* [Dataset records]
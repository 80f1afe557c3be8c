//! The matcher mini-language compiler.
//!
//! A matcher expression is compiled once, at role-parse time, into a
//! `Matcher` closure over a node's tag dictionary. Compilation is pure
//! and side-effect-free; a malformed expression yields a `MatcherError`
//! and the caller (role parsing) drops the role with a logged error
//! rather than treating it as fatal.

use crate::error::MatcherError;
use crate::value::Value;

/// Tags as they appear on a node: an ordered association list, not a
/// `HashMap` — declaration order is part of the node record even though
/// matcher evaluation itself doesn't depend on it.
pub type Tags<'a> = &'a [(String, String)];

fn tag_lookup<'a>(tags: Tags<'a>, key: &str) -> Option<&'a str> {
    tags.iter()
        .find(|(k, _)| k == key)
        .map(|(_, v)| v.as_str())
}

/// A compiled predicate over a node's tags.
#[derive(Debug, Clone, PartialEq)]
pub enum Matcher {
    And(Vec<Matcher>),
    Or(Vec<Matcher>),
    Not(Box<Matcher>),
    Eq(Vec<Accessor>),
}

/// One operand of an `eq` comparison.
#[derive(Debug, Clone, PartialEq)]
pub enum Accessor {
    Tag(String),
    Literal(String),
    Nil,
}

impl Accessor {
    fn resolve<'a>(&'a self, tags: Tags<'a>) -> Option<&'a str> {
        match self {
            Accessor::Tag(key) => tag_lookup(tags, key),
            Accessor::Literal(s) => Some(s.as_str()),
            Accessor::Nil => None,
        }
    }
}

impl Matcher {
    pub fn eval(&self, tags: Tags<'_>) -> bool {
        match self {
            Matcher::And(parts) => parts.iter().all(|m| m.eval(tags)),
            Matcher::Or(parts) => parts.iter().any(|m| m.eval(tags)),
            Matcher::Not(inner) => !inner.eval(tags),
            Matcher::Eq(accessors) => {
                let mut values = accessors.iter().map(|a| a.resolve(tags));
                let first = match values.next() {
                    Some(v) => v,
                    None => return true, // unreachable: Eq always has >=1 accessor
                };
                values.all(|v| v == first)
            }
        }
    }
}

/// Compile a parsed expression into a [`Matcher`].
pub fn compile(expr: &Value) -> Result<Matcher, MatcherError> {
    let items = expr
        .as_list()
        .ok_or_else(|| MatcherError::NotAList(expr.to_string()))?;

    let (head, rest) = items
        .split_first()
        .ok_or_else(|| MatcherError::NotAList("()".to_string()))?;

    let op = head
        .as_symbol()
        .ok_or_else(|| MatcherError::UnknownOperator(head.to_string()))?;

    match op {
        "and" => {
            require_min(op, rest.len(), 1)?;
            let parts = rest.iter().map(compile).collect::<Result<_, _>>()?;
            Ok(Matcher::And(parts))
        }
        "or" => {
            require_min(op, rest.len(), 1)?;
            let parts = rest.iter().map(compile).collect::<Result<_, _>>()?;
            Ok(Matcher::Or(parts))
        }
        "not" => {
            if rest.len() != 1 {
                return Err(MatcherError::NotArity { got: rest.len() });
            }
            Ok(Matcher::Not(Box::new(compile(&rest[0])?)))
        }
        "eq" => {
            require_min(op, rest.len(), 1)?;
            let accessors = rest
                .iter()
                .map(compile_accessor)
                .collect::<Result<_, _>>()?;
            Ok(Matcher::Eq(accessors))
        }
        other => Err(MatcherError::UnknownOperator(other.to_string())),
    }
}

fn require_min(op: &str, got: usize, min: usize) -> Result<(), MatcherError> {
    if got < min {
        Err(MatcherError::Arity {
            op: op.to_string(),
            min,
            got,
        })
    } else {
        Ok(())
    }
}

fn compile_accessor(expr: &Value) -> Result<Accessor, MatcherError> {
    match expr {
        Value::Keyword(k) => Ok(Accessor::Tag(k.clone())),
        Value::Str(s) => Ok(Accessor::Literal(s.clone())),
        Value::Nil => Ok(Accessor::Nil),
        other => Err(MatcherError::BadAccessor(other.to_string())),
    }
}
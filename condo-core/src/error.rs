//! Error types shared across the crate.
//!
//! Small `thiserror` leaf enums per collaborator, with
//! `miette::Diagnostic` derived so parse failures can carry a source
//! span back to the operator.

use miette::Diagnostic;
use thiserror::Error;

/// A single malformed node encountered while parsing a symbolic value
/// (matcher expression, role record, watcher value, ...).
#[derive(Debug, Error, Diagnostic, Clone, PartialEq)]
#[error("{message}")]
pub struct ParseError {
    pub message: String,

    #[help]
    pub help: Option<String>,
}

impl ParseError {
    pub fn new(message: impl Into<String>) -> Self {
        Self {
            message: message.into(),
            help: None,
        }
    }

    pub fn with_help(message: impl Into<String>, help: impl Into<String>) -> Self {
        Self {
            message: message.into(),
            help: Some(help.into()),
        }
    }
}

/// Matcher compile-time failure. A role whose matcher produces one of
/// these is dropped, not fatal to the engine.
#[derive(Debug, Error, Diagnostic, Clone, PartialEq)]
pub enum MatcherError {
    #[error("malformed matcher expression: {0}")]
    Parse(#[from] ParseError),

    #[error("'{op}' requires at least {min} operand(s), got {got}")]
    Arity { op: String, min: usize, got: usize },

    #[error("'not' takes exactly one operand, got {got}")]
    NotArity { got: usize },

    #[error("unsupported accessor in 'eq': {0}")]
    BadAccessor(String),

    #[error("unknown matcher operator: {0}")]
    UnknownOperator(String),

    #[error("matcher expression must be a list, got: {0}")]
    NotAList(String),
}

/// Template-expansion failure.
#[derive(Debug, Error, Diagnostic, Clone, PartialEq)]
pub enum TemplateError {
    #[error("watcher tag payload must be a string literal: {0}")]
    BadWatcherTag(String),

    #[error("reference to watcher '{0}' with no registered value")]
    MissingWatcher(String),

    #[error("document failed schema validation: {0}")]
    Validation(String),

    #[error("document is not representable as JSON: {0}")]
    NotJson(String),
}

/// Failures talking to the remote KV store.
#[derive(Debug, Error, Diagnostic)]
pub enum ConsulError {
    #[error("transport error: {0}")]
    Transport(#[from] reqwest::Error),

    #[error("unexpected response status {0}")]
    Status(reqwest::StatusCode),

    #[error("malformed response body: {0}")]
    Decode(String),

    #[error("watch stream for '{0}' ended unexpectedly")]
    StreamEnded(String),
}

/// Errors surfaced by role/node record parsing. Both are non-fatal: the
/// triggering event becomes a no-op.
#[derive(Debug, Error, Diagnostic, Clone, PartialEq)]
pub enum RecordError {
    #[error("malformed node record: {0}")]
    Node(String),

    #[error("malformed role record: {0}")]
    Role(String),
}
==
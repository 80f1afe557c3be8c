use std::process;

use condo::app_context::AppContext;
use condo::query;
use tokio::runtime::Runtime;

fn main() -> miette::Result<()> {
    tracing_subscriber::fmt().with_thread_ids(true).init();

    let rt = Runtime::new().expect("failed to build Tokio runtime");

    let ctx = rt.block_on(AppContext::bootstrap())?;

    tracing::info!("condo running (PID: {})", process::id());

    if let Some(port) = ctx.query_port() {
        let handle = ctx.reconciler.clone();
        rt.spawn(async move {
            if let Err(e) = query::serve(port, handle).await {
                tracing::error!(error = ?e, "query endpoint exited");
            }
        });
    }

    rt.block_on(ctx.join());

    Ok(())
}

* [What needs to be done] Reproduce each line from the data that has "usize" in it.

* [Answer area]
fn require_min(op: &str, got: usize, min: usize) -> Result<(), MatcherError> {
    Arity { op: String, min: usize, got: usize },
    NotArity { got: usize },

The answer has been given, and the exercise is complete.